Behavior of $x^2+y^2+\frac{y}{x}=1$.

Question

In my mathematical travels, I've stumbled upon the implicit formula $y^2+x^2+\frac{y}{x}=1$ and found that every graphing program I've plugged it in to seems to believe that there is large set of points which satisfy the equation $(y^2+x^2+\frac{y}{x})^{-1}=1$ which do not satisfy the original equation and this has me quite perplexed. I suspect that this is simply a glitch in the software and this question might therefore be better suited in the CS forum but I figured I would post it here first in the event that someone may have a mathematical explanation for this bizarre behavior.
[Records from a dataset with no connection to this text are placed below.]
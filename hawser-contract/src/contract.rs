use std::sync::Arc;

use tracing::{debug, info, instrument};

use hawser_abi::{make_topics, Abi, AbiError, DecodedLog, Event, Value};
use hawser_core::utils::fmt_bytes;
use hawser_core::{
    Authorizer, Backend, CallRequest, LogMeta, LogQuery, RawLog, TransactionRequest, H160, H256,
    U256,
};

use crate::dispatch::{decode_reply, resolve};
use crate::stream::EventStream;
use crate::{CallOpts, ContractError, ContractResult, FilterOpts, TransactOpts, WatchOpts};

/// A contract bound to an address and a backend.
///
/// Cheap to clone and safe for concurrent shared use: the schema is
/// immutable and the facade holds no mutable state of its own. All
/// timeouts and cancellation are the backend's concern; every method
/// here simply suspends until the backend answers.
pub struct BoundContract<B> {
    address: H160,
    abi: Arc<Abi>,
    backend: Arc<B>,
}

impl<B> Clone for BoundContract<B> {
    fn clone(&self) -> Self {
        Self {
            address: self.address,
            abi: Arc::clone(&self.abi),
            backend: Arc::clone(&self.backend),
        }
    }
}

impl<B> std::fmt::Debug for BoundContract<B> {
    fn fmt(&self, f: &mut std::fmt::Formatter<'_>) -> std::fmt::Result {
        f.debug_struct("BoundContract")
            .field("address", &self.address)
            .finish()
    }
}

impl<B> BoundContract<B> {
    /// Bind `abi` at `address` on top of `backend`.
    pub fn new(address: H160, abi: Arc<Abi>, backend: Arc<B>) -> Self {
        Self {
            address,
            abi,
            backend,
        }
    }

    /// The bound address.
    pub fn address(&self) -> H160 {
        self.address
    }

    /// The bound schema.
    pub fn abi(&self) -> &Arc<Abi> {
        &self.abi
    }

    /// The bound backend.
    pub fn backend(&self) -> &Arc<B> {
        &self.backend
    }
}

impl<B: Backend> BoundContract<B> {
    /// Invoke a read-only method and decode its reply.
    ///
    /// The method is resolved by name and argument shape, so overloads
    /// are handled as long as exactly one accepts the supplied values.
    #[instrument(err, skip(self, args), fields(contract = ?self.address))]
    pub async fn call(
        &self,
        opts: &CallOpts,
        method: &str,
        args: &[Value],
    ) -> ContractResult<Vec<Value>> {
        let function = resolve(&self.abi, method, args)?;
        let data = function.encode_input(args)?;
        debug!(calldata = %fmt_bytes(&data), "dispatching call");

        let req = CallRequest::new(opts.from, Some(self.address), U256::zero(), data);
        let reply = self
            .backend
            .call(&req, opts.block)
            .await
            .map_err(ContractError::from)?;
        decode_reply(&self.abi, function, &reply)
    }

    /// Build, authorize and submit a state-changing transaction.
    ///
    /// Returns the transaction hash without waiting for inclusion; pair
    /// with [`crate::wait_mined`] when the receipt matters.
    #[instrument(err, skip(self, auth, args), fields(contract = ?self.address))]
    pub async fn transact<A: Authorizer>(
        &self,
        auth: &A,
        opts: &TransactOpts,
        method: &str,
        args: &[Value],
    ) -> ContractResult<H256> {
        let function = resolve(&self.abi, method, args)?;
        let data = function.encode_input(args)?;
        self.submit(auth, opts, data).await
    }

    /// Submit a raw value transfer carrying no calldata.
    #[instrument(err, skip(self, auth), fields(contract = ?self.address))]
    pub async fn transfer<A: Authorizer>(
        &self,
        auth: &A,
        opts: &TransactOpts,
    ) -> ContractResult<H256> {
        self.submit(auth, opts, Vec::new()).await
    }

    async fn submit<A: Authorizer>(
        &self,
        auth: &A,
        opts: &TransactOpts,
        data: Vec<u8>,
    ) -> ContractResult<H256> {
        let req = TransactionRequest::new(
            Some(self.address),
            opts.value,
            data,
            opts.gas_limit,
            opts.gas_price,
        );
        let signed = auth.authorize(req).await.map_err(ContractError::from)?;
        let hash = self
            .backend
            .send_transaction(&signed)
            .await
            .map_err(ContractError::from)?;
        info!(tx = ?hash, nonce = signed.nonce, "dispatched transaction");
        Ok(hash)
    }

    /// Retrieve a historical range of one event as a stream.
    ///
    /// `filters` holds one list of acceptable values per indexed input,
    /// in declaration order: alternatives within a list, all positions
    /// required to match. Shorter filter lists leave the remaining
    /// positions unconstrained.
    #[instrument(err, skip(self, filters), fields(contract = ?self.address))]
    pub async fn filter_logs(
        &self,
        opts: &FilterOpts,
        event: &str,
        filters: &[Vec<Value>],
    ) -> ContractResult<EventStream> {
        let event = self.event_named(event)?;
        let query = LogQuery::new(
            self.address,
            opts.from_block,
            opts.to_block,
            self.event_topics(event, filters)?,
        );
        let logs = self
            .backend
            .filter_logs(&query)
            .await
            .map_err(ContractError::from)?;
        debug!(event = %event.name, count = logs.len(), "retrieved historical logs");
        Ok(EventStream::historical(event.clone(), logs))
    }

    /// Watch one event: replay the historical range up to the current
    /// tip, then follow the live tail from the next block.
    #[instrument(err, skip(self, filters), fields(contract = ?self.address))]
    pub async fn watch_logs(
        &self,
        opts: &WatchOpts,
        event: &str,
        filters: &[Vec<Value>],
    ) -> ContractResult<EventStream> {
        let event = self.event_named(event)?;
        let topics = self.event_topics(event, filters)?;
        let tip = self
            .backend
            .latest_block_number()
            .await
            .map_err(ContractError::from)?;

        let historical = match opts.from_block {
            Some(from) if from <= tip => self
                .backend
                .filter_logs(&LogQuery::new(self.address, from, Some(tip), topics.clone()))
                .await
                .map_err(ContractError::from)?,
            _ => Vec::new(),
        };

        // The live tail begins exactly where the historical range ended,
        // or at the requested future block when nothing was replayed.
        let live_from = match opts.from_block {
            Some(from) if from > tip => from,
            _ => tip + 1,
        };
        let subscription = self
            .backend
            .subscribe_logs(&LogQuery::new(self.address, live_from, None, topics))
            .await
            .map_err(ContractError::from)?;
        debug!(event = %event.name, replayed = historical.len(), live_from, "watch started");
        Ok(EventStream::live(event.clone(), historical, subscription))
    }

    /// Decode one raw log against the whole schema.
    ///
    /// Non-anonymous events are matched by topic-0. A log matching no
    /// topic-0 is tried against the schema's anonymous event when exactly
    /// one is declared; anything else is unknown.
    pub fn parse_log(&self, raw: &RawLog, meta: LogMeta) -> ContractResult<DecodedLog> {
        let by_topic = raw
            .topics
            .first()
            .and_then(|topic| self.abi.event_by_topic0(*topic));
        let event = match by_topic {
            Some(event) => event,
            None => {
                let mut anonymous = self.abi.anonymous_events();
                match (anonymous.next(), anonymous.next()) {
                    (Some(event), None) => event,
                    _ => {
                        return Err(ContractError::Abi(AbiError::UnknownEvent {
                            topic: raw.topics.first().copied().unwrap_or_default(),
                        }))
                    }
                }
            }
        };
        let params = event.decode_log(raw)?;
        Ok(DecodedLog {
            event: event.name.clone(),
            params,
            retracted: meta.removed,
            meta,
        })
    }

    fn event_named(&self, name: &str) -> ContractResult<&Event> {
        let events = self
            .abi
            .event(name)
            .ok_or_else(|| ContractError::UnknownEventName {
                name: name.to_owned(),
            })?;
        match events {
            [only] => Ok(only),
            many => Err(ContractError::AmbiguousEvent {
                name: name.to_owned(),
                count: many.len(),
            }),
        }
    }

    /// Assemble the wire topic filter: topic-0 pinned to the event's
    /// signature hash (unless anonymous), then one position per indexed
    /// input, wildcarded where the caller left them unconstrained.
    fn event_topics(
        &self,
        event: &Event,
        filters: &[Vec<Value>],
    ) -> ContractResult<Vec<Option<Vec<H256>>>> {
        let indexed = event.indexed_count();
        if filters.len() > indexed {
            return Err(ContractError::Abi(AbiError::TopicMismatch {
                event: event.name.clone(),
                expected: indexed,
                got: filters.len(),
            }));
        }
        let mut topics: Vec<Option<Vec<H256>>> = if event.anonymous {
            Vec::new()
        } else {
            vec![Some(vec![event.topic0()])]
        };
        topics.extend(make_topics(filters)?);
        let width = indexed + usize::from(!event.anonymous);
        topics.resize(width, None);
        Ok(topics)
    }
}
Any and all insights are welcome!

Answer 1

Here is a color plot (aka. scalar field) of $$x^2+y^2+{y\over x}$$ White is around zero, gray is positive and red is negative. The thick line is $0$ and the thin line is $1$, your original curve.

It's easy to see that by taking the inverse, the thin line will be preserved, but you will get a discontinuity at the thick line, because one side will go to $+\infty$ and the other to $-\infty$.

Now, from a CS point of view, plotting an implicit formula as a line drawing is not a trivial matter. It is usually done by sampling the implicit formula in many places, and then "closing in" around the desired value.

Many pieces of software are not sophisticated enough to deal with discontinuities, especially when plotting implicit formulas. Therefore when they see a negative value on one side and a positive on the other side, they will conclude it must pass from $1$ in between, where in fact it goes to $+\infty$ and comes back from $-\infty$.

Software is stupid like that :-)

Plots done with Grapher, a great plotting app that comes free with every Mac.

Answer 2

rotationally symmetric about the origin; your version does not allow $x=0$ but the curve becomes a smooth variety if $(0,0)$ is included

The smooth implicit function is $$ x^3 + x y^2 + y - x = 0 $$ with gradient $$ \left\langle 3 x^2 + y^2 - 1, 2xy + 1 \right\rangle $$

For large $|y|,$ solving the quadratic formula in $y$ shows $xy \approx -1.$ Indeed, large or small, for $x \neq 0$ we have $$ y = \frac{-1 \pm \sqrt {1 + 4 x^2 - 4 x^4}}{2x} $$ and we require $1 + 4 x^2 - 4 x^4 \geq 0.$